On met trop souvent les gens dans des cases. On réduit leur univers de possibilités. Ce n’est pas parce qu’on a démarré dans une direction professionnelle que l’on n’a pas la capacité à en changer de façon radicale. Quand j’ai lancé Reset, tout le monde m’a dit, « …mais tu n’es pas médecin, tu n’es pas pharmacien, mais comment vas-tu pouvoir faire ça ou ça… ». Je trouve que c’est un discours que l’on entend trop souvent, et qui dissuade les gens de se lancer, d’entreprendre. C’est peut-être dans le système d’éducation, dans les écoles, dans les universités, que l’on doit faire évoluer les mentalités. Peut-être attache-t-on aussi trop de valeur aux diplômes aux dépens de l’expérience quand il s’agit d’entrepreneuriat ? Lorsqu’on regarde les États-Unis et la Chine, les personnes qui sont à l’origine des plus grosses réussites récentes sont des personnes qui n’ont même pas fini leurs études.

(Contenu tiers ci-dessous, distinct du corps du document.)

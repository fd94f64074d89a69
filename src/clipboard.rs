use std::io::Write;
use std::process::{Command, Stdio};
use std::sync::atomic::{AtomicBool, Ordering};
use std::sync::{Arc, Mutex};
use std::time::Duration;

use anyhow::{anyhow, Result};
use tokio::runtime::Handle;
use tokio::sync::mpsc::{self, UnboundedSender};
use tokio::task::JoinHandle;
use tokio_util::sync::CancellationToken;
use tracing::{debug, warn};
use zeroize::Zeroizing;

pub const DEFAULT_CLEAR_AFTER: Duration = Duration::from_secs(5);

/// Where clipboard text ends up.
pub trait ClipboardSink: Send + Sync + 'static {
    fn copy(&self, text: &str) -> Result<()>;
}

/// The OS clipboard through `arboard`, falling back to the usual helper
/// executables when no clipboard connection can be made.
#[derive(Default)]
pub struct SystemClipboard {
    // X11 and Wayland drop the content together with the owning handle
    native: Mutex<Option<arboard::Clipboard>>,
}

const HELPERS: &[(&str, &[&str])] = &[
    ("pbcopy", &[]),
    ("xsel", &["--clipboard", "--input"]),
    ("clip.exe", &[]),
];

fn copy_with_helper(program: &str, args: &[&str], text: &str) -> Result<()> {
    let mut child = Command::new(program)
        .args(args)
        .stdin(Stdio::piped())
        .stdout(Stdio::null())
        .stderr(Stdio::null())
        .spawn()?;
    if let Some(mut stdin) = child.stdin.take() {
        stdin.write_all(text.as_bytes())?;
    }
    let status = child.wait()?;
    if status.success() {
        Ok(())
    } else {
        Err(anyhow!("{program} exited with {status}"))
    }
}

impl ClipboardSink for SystemClipboard {
    fn copy(&self, text: &str) -> Result<()> {
        let native_err = {
            let mut native = self.native.lock().unwrap_or_else(|poisoned| poisoned.into_inner());
            if native.is_none() {
                *native = arboard::Clipboard::new().ok();
            }
            match native.as_mut().map(|c| c.set_text(text.to_string())) {
                Some(Ok(())) => return Ok(()),
                Some(Err(e)) => e.to_string(),
                None => "no clipboard connection".to_string(),
            }
        };
        for (program, args) in HELPERS {
            match copy_with_helper(program, args, text) {
                Ok(()) => return Ok(()),
                Err(e) => debug!(helper = program, "clipboard helper failed: {e}"),
            }
        }
        Err(anyhow!("Cannot copy to the clipboard: {native_err}"))
    }
}

/// Single-writer channel to the clipboard.
///
/// Writes are applied by one worker in enqueue order, so a [`Clipboard::clear`]
/// issued after a [`Clipboard::put`] always wins. The auto-clear timer is a
/// single shot that every `put` rearms.
pub struct Clipboard {
    tx: Mutex<Option<UnboundedSender<Zeroizing<String>>>>,
    timer: Mutex<Option<JoinHandle<()>>>,
    token: CancellationToken,
    runtime: Handle,
}

impl Clipboard {
    /// Must be called from within a tokio runtime.
    pub fn new(sink: Arc<dyn ClipboardSink>) -> Self {
        let (tx, mut rx) = mpsc::unbounded_channel::<Zeroizing<String>>();
        let token = CancellationToken::new();
        let runtime = Handle::current();

        let worker_token = token.clone();
        runtime.spawn(async move {
            let warned = AtomicBool::new(false);
            loop {
                let text = tokio::select! {
                    _ = worker_token.cancelled() => break,
                    text = rx.recv() => match text {
                        Some(text) => text,
                        None => break,
                    },
                };
                // arboard and the helper executables block
                let writer = sink.clone();
                match tokio::task::spawn_blocking(move || writer.copy(&text)).await {
                    Ok(Ok(())) => {}
                    Ok(Err(e)) if warned.swap(true, Ordering::Relaxed) => {
                        debug!("clipboard write failed: {e}")
                    }
                    Ok(Err(e)) => warn!("{e}"),
                    Err(e) => debug!("clipboard write panicked: {e}"),
                }
            }
        });

        Self {
            tx: Mutex::new(Some(tx)),
            timer: Mutex::new(None),
            token,
            runtime,
        }
    }

    /// Copies `text` and schedules a clear after `clear_after`.
    pub fn put(&self, text: &str, clear_after: Duration) {
        let Some(tx) = self.sender() else {
            return;
        };
        if tx.send(Zeroizing::new(text.to_string())).is_err() {
            debug!("clipboard worker is gone");
        }
        self.rearm(Some(clear_after), tx);
    }

    /// Replaces the clipboard content with an empty string.
    pub fn clear(&self) {
        let Some(tx) = self.sender() else {
            return;
        };
        if tx.send(Zeroizing::new(String::new())).is_err() {
            debug!("clipboard worker is gone");
        }
        self.rearm(None, tx);
    }

    /// Stops the worker; later writes are dropped.
    pub fn dispose(&self) {
        self.token.cancel();
        self.lock_tx().take();
        if let Some(timer) = self.lock_timer().take() {
            timer.abort();
        }
    }

    fn sender(&self) -> Option<UnboundedSender<Zeroizing<String>>> {
        self.lock_tx().clone()
    }

    fn lock_tx(&self) -> std::sync::MutexGuard<'_, Option<UnboundedSender<Zeroizing<String>>>> {
        self.tx.lock().unwrap_or_else(|poisoned| poisoned.into_inner())
    }

    fn lock_timer(&self) -> std::sync::MutexGuard<'_, Option<JoinHandle<()>>> {
        self.timer.lock().unwrap_or_else(|poisoned| poisoned.into_inner())
    }

    fn rearm(&self, delay: Option<Duration>, tx: UnboundedSender<Zeroizing<String>>) {
        let mut timer = self.lock_timer();
        if let Some(previous) = timer.take() {
            previous.abort();
        }
        if let Some(delay) = delay {
            let token = self.token.clone();
            *timer = Some(self.runtime.spawn(async move {
                tokio::select! {
                    _ = token.cancelled() => {}
                    _ = tokio::time::sleep(delay) => {
                        tx.send(Zeroizing::new(String::new())).ok();
                    }
                }
            }));
        }
    }
}

impl Drop for Clipboard {
    fn drop(&mut self) {
        self.dispose();
    }
}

d/ Développer une approche positive de l’échec.

Dans les pays anglo-saxons, on donne plus facilement leur chance aux gens. On leur dit : « …lance-toi, et si cela ne marche pas, ce n’est pas grave, relève-toi et réessaie ». La perception négative de l’échec est très (trop) ancrée dans notre éducation et dans notre société en France. Nos référentiels doivent changer, aussi bien concernant l’échec que la réussite. Qu’est-ce que réussir finalement ? Est-ce gagner beaucoup d’argent ? Est-ce s’épanouir dans ce qu’on fait ? Est-ce faire quelque chose qui a du sens pour soi et/ou pour les autres ? Nos idées limitantes doivent être dépassées.